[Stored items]
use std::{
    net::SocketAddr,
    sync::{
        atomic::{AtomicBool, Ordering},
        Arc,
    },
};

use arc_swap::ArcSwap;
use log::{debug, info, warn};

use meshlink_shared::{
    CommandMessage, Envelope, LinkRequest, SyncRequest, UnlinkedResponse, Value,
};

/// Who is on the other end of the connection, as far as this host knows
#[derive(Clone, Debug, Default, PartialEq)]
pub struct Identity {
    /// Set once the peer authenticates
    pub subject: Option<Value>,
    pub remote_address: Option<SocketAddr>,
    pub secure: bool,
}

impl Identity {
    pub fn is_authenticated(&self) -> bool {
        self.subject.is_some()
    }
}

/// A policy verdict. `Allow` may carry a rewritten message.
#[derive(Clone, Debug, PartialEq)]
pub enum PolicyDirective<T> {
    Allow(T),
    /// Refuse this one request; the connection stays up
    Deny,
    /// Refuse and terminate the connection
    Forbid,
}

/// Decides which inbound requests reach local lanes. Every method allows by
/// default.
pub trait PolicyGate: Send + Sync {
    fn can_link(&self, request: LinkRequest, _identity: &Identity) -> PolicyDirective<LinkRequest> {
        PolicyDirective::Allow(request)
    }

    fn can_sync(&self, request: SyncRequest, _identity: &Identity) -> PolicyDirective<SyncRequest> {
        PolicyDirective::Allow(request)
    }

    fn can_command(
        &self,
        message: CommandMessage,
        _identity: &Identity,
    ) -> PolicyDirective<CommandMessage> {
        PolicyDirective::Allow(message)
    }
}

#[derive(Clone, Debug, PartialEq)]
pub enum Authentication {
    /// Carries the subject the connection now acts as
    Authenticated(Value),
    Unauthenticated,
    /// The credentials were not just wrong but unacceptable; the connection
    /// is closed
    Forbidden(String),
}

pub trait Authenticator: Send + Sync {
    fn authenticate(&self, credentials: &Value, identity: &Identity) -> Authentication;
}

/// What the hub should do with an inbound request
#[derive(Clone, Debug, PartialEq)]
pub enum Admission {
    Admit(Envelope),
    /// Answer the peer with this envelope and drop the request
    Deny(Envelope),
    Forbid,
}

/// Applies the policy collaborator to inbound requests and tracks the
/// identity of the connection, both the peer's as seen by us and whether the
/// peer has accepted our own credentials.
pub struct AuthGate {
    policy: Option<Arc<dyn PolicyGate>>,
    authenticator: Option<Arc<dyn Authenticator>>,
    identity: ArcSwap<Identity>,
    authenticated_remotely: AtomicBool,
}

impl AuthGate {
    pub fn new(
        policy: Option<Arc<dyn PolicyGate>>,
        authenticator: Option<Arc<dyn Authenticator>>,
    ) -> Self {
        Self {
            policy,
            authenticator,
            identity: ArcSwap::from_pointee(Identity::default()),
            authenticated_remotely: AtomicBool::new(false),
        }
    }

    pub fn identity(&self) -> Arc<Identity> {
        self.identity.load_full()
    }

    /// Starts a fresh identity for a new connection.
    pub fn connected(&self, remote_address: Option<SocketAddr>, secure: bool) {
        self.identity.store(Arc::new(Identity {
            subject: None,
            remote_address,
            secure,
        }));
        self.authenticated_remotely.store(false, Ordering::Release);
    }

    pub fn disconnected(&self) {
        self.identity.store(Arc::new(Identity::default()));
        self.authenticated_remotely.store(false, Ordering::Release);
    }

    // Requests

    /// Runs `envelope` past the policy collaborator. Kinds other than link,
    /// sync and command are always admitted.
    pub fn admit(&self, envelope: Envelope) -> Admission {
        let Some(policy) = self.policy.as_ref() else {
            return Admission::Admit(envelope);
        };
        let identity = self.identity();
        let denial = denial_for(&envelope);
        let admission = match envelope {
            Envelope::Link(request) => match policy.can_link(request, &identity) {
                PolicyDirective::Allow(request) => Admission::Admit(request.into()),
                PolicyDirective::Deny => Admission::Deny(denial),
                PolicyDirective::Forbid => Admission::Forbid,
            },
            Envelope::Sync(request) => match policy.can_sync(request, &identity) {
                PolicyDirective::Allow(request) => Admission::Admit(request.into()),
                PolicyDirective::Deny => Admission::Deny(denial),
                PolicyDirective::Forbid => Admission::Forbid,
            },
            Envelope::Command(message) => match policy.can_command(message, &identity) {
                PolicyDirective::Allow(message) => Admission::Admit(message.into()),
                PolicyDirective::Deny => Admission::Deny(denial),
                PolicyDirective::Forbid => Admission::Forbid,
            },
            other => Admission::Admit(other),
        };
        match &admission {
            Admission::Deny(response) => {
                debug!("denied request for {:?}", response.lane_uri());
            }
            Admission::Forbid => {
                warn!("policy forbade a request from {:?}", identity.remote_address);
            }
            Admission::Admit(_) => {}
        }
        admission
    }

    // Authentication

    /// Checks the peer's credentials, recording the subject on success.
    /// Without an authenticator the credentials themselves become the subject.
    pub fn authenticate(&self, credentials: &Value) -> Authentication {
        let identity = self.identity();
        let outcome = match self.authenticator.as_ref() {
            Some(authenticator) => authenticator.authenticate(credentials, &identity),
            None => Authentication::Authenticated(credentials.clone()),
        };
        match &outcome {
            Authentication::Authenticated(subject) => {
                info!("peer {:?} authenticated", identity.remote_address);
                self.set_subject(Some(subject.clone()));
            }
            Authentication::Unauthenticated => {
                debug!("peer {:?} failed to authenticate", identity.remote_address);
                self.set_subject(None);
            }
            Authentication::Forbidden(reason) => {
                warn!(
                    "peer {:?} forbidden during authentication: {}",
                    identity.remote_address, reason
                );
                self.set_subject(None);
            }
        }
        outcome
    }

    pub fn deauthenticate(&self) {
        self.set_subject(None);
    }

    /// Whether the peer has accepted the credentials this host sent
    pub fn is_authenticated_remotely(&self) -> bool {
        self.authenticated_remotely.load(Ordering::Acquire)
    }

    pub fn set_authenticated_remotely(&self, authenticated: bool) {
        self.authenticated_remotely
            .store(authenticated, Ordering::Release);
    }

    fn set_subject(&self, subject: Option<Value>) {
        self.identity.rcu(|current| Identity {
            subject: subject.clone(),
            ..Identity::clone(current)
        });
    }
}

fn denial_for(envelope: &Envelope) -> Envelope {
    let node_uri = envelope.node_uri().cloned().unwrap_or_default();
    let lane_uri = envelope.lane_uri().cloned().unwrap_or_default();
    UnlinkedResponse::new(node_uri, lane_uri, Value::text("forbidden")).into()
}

§ TASK TO COMPLETE
Search the records for the word "None". Copy each line where it appears.

§ ANSWER TO THE PROBLEM
            subject: None,
            None => Authentication::Authenticated(credentials.clone()),
                self.set_subject(None);
                self.set_subject(None);
        self.set_subject(None);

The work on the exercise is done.